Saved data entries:
----------------------------------------

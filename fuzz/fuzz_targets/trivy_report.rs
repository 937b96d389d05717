#![no_main]

use imagewarden_scan_engine::{
    AntivirusReport, RuntimeAlerts, ScanOutcome, SignatureMatches, VulnerabilityReport, aggregate,
};
use libfuzzer_sys::fuzz_target;

fuzz_target!(|data: &[u8]| {
    if let Ok(raw) = std::str::from_utf8(data) {
        if let Ok(report) = VulnerabilityReport::from_json(raw) {
            let counts = report.severity_counts();
            assert!(counts.critical + counts.high + counts.medium + counts.low <= counts.total);

            let risk = aggregate(
                &ScanOutcome::Success(report),
                &ScanOutcome::Success(SignatureMatches::default()),
                &ScanOutcome::Success(AntivirusReport::default()),
                &ScanOutcome::Success(RuntimeAlerts::default()),
            );
            assert!(risk.score <= 100);
        }
    }
});
//! 도메인 타입 -- 시스템 전역에서 사용되는 공통 타입
//!
//! 스캔 엔진과 CLI가 공유하는 데이터 구조를 정의합니다.

use std::fmt;

use serde::{Deserialize, Serialize};

use crate::error::ImageRefError;

/// 컨테이너 이미지 참조 (`name[:tag]`)
///
/// 사용자 입력에서 한 번 생성된 후 변경되지 않습니다.
/// 생성 시 다음 정규화를 적용합니다:
/// - 앞뒤 공백 제거
/// - 내부 공백은 태그 구분자 `:`로 치환 (`"nginx latest"` -> `"nginx:latest"`)
/// - 빈 문자열 거부
#[derive(Debug, Clone, PartialEq, Eq, Hash, Serialize)]
#[serde(transparent)]
pub struct ImageRef(String);

impl ImageRef {
    /// 원시 입력을 정규화하여 이미지 참조를 생성합니다.
    pub fn parse(raw: &str) -> Result<Self, ImageRefError> {
        let trimmed = raw.trim();
        if trimmed.is_empty() {
            return Err(ImageRefError::Empty);
        }

        let normalized = trimmed.split_whitespace().collect::<Vec<_>>().join(":");
        Ok(Self(normalized))
    }

    /// 정규화된 참조 문자열을 반환합니다.
    pub fn as_str(&self) -> &str {
        &self.0
    }

    /// 파일시스템에서 안전하게 쓸 수 있는 결정적 키를 반환합니다.
    ///
    /// 스테이징 아카이브와 추출 디렉토리 이름에 사용됩니다.
    /// 예: `"library/nginx:1.25"` -> `"library_nginx_1.25"`
    pub fn artifact_key(&self) -> String {
        self.0
            .chars()
            .map(|c| match c {
                ':' | '/' | '@' | '\\' => '_',
                other => other,
            })
            .collect()
    }
}

impl fmt::Display for ImageRef {
    fn fmt(&self, f: &mut fmt::Formatter<'_>) -> fmt::Result {
        f.write_str(&self.0)
    }
}

impl AsRef<str> for ImageRef {
    fn as_ref(&self) -> &str {
        &self.0
    }
}

/// 심각도 레벨
///
/// 취약점 스캐너가 보고하는 개별 취약점의 심각도를 나타냅니다.
/// `Ord` 구현으로 심각도 비교가 가능합니다 (`Info < Low < Medium < High < Critical`).
#[derive(
    Debug, Clone, Copy, Default, PartialEq, Eq, PartialOrd, Ord, Hash, Serialize, Deserialize,
)]
pub enum Severity {
    /// 정보성 또는 미분류 (Trivy의 `UNKNOWN` 포함)
    #[default]
    Info,
    /// 낮은 심각도
    Low,
    /// 중간 심각도
    Medium,
    /// 높은 심각도
    High,
    /// 치명적 -- 즉시 대응 필요
    Critical,
}

impl Severity {
    /// 문자열에서 심각도를 파싱합니다.
    ///
    /// 대소문자를 구분하지 않습니다.
    pub fn from_str_loose(s: &str) -> Option<Self> {
        match s.to_lowercase().as_str() {
            "info" | "informational" | "unknown" | "negligible" => Some(Self::Info),
            "low" => Some(Self::Low),
            "medium" | "med" => Some(Self::Medium),
            "high" => Some(Self::High),
            "critical" | "crit" => Some(Self::Critical),
            _ => None,
        }
    }
}

impl fmt::Display for Severity {
    fn fmt(&self, f: &mut fmt::Formatter<'_>) -> fmt::Result {
        match self {
            Self::Info => write!(f, "Info"),
            Self::Low => write!(f, "Low"),
            Self::Medium => write!(f, "Medium"),
            Self::High => write!(f, "High"),
            Self::Critical => write!(f, "Critical"),
        }
    }
}

/// 종합 위험 등급
///
/// 0..=100 범위의 위험 점수에서 파생됩니다. [`RiskLevel::from_score`] 참고.
#[derive(
    Debug, Clone, Copy, Default, PartialEq, Eq, PartialOrd, Ord, Hash, Serialize, Deserialize,
)]
#[serde(rename_all = "UPPERCASE")]
pub enum RiskLevel {
    /// 0..=19
    #[default]
    Low,
    /// 20..=49
    Medium,
    /// 50..=79
    High,
    /// 80..=100
    Critical,
}

/// `Critical` 등급 하한 점수
pub const CRITICAL_THRESHOLD: u8 = 80;
/// `High` 등급 하한 점수
pub const HIGH_THRESHOLD: u8 = 50;
/// `Medium` 등급 하한 점수
pub const MEDIUM_THRESHOLD: u8 = 20;

impl RiskLevel {
    /// 위험 점수를 등급으로 매핑합니다.
    pub fn from_score(score: u8) -> Self {
        if score >= CRITICAL_THRESHOLD {
            Self::Critical
        } else if score >= HIGH_THRESHOLD {
            Self::High
        } else if score >= MEDIUM_THRESHOLD {
            Self::Medium
        } else {
            Self::Low
        }
    }

    /// 문자열에서 등급을 파싱합니다 (대소문자 무시).
    pub fn from_str_loose(s: &str) -> Option<Self> {
        match s.to_lowercase().as_str() {
            "low" => Some(Self::Low),
            "medium" => Some(Self::Medium),
            "high" => Some(Self::High),
            "critical" => Some(Self::Critical),
            _ => None,
        }
    }
}

impl fmt::Display for RiskLevel {
    fn fmt(&self, f: &mut fmt::Formatter<'_>) -> fmt::Result {
        match self {
            Self::Low => write!(f, "LOW"),
            Self::Medium => write!(f, "MEDIUM"),
            Self::High => write!(f, "HIGH"),
            Self::Critical => write!(f, "CRITICAL"),
        }
    }
}
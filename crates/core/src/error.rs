//! 에러 타입 -- 도메인별 에러 정의

/// imagewarden 최상위 에러 타입
#[derive(Debug, thiserror::Error)]
pub enum WardenError {
    /// 설정 관련 에러
    #[error("config error: {0}")]
    Config(#[from] ConfigError),

    /// 스캔 실행 에러
    #[error("scan error: {0}")]
    Scan(#[from] ScanFailure),

    /// 이미지 참조 파싱 에러
    #[error("image reference error: {0}")]
    ImageRef(#[from] ImageRefError),

    /// I/O 에러
    #[error("io error: {0}")]
    Io(#[from] std::io::Error),
}

/// 설정 관련 에러
#[derive(Debug, thiserror::Error)]
pub enum ConfigError {
    /// 설정 파일을 찾을 수 없음
    #[error("config file not found: {path}")]
    FileNotFound { path: String },

    /// 설정 파싱 실패
    #[error("failed to parse config: {reason}")]
    ParseFailed { reason: String },

    /// 유효하지 않은 설정 값
    #[error("invalid config value for '{field}': {reason}")]
    InvalidValue { field: String, reason: String },
}

/// 스캔 실행 중 발생하는 치명적 에러
///
/// 개별 어댑터 실패는 여기에 해당하지 않습니다.
/// 어댑터 실패는 `ScanOutcome::Error`로 위험도 평가에 반영됩니다.
#[derive(Debug, thiserror::Error)]
pub enum ScanFailure {
    /// 이미지를 로컬에서 찾지 못했고 pull도 실패함
    #[error("image resolution failed: {0}")]
    Resolution(String),

    /// 컨테이너 런타임 연결 실패
    #[error("container runtime unavailable: {0}")]
    RuntimeUnavailable(String),

    /// 내부 처리 실패
    #[error("internal scan failure: {0}")]
    Internal(String),
}

/// 이미지 참조 파싱 에러
#[derive(Debug, Clone, PartialEq, Eq, thiserror::Error)]
pub enum ImageRefError {
    /// 공백 제거 후 빈 문자열
    #[error("image reference must not be empty")]
    Empty,
}
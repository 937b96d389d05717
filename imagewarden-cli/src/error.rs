//! CLI-specific error types and exit code mapping

use imagewarden_core::error::{ConfigError, ScanFailure, WardenError};
use imagewarden_core::types::RiskLevel;
use imagewarden_scan_engine::{ScanEngineError, ScanError};

/// CLI-specific error type.
///
/// Each variant carries enough context for a user-friendly message.
/// The `exit_code()` method maps errors to process exit codes.
#[derive(Debug, thiserror::Error)]
pub enum CliError {
    /// Configuration loading or validation failure.
    #[error("configuration error: {0}")]
    Config(String),

    /// A subcommand-specific operation failed.
    #[error("{0}")]
    Command(String),

    /// The Docker daemon could not be reached.
    #[error("docker not reachable: {0}")]
    DockerUnavailable(String),

    /// The verdict reached the `--fail-on` threshold.
    #[error("risk level {level} (score {score}) is at or above the --fail-on threshold {threshold}")]
    RiskThreshold {
        level: RiskLevel,
        score: u8,
        threshold: RiskLevel,
    },

    /// The image is neither local nor pullable.
    #[error("{0}")]
    Resolution(String),

    /// JSON serialisation failed during output rendering.
    #[error("json output error: {0}")]
    JsonSerialize(#[from] serde_json::Error),

    /// IO error (file read, stdout write, etc.).
    #[error("io error: {0}")]
    Io(#[from] std::io::Error),
}

impl CliError {
    /// Map the error to a process exit code.
    ///
    /// | Code | Meaning                               |
    /// |------|---------------------------------------|
    /// | 0    | Success                               |
    /// | 1    | General / command error               |
    /// | 2    | Configuration error                   |
    /// | 3    | Docker unreachable                    |
    /// | 4    | Verdict at or above `--fail-on` level |
    /// | 5    | Image could not be found or pulled    |
    /// | 10   | IO error                              |
    pub fn exit_code(&self) -> i32 {
        match self {
            Self::Config(_) => 2,
            Self::DockerUnavailable(_) => 3,
            Self::RiskThreshold { .. } => 4,
            Self::Resolution(_) => 5,
            Self::Io(_) => 10,
            Self::JsonSerialize(_) | Self::Command(_) => 1,
        }
    }
}

impl From<WardenError> for CliError {
    fn from(e: WardenError) -> Self {
        match e {
            WardenError::Config(err) => Self::Config(err.to_string()),
            WardenError::Scan(ScanFailure::RuntimeUnavailable(msg)) => Self::DockerUnavailable(msg),
            WardenError::Scan(ScanFailure::Resolution(image)) => Self::Resolution(
                ScanError::ResolutionFailure { image }.to_string(),
            ),
            WardenError::Io(err) => Self::Io(err),
            other => Self::Command(other.to_string()),
        }
    }
}

impl From<ScanEngineError> for CliError {
    fn from(e: ScanEngineError) -> Self {
        match e {
            ScanEngineError::DockerConnection(msg) => Self::DockerUnavailable(msg),
            ScanEngineError::Config { field, reason } => {
                Self::Config(ConfigError::InvalidValue { field, reason }.to_string())
            }
            other => Self::from(WardenError::from(other)),
        }
    }
}

impl From<ScanError> for CliError {
    fn from(e: ScanError) -> Self {
        match e {
            ScanError::InvalidImageRef(_) => Self::Command(e.to_string()),
            ScanError::ResolutionFailure { .. } => Self::Resolution(e.to_string()),
        }
    }
}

----------------------------------------

PROMPT: Find the lines in the data that include "DockerUnavailable", then copy each of them.

RESPONSE AREA:
    DockerUnavailable(String),
            Self::DockerUnavailable(_) => 3,
            WardenError::Scan(ScanFailure::RuntimeUnavailable(msg)) => Self::DockerUnavailable(msg),
            ScanEngineError::DockerConnection(msg) => Self::DockerUnavailable(msg),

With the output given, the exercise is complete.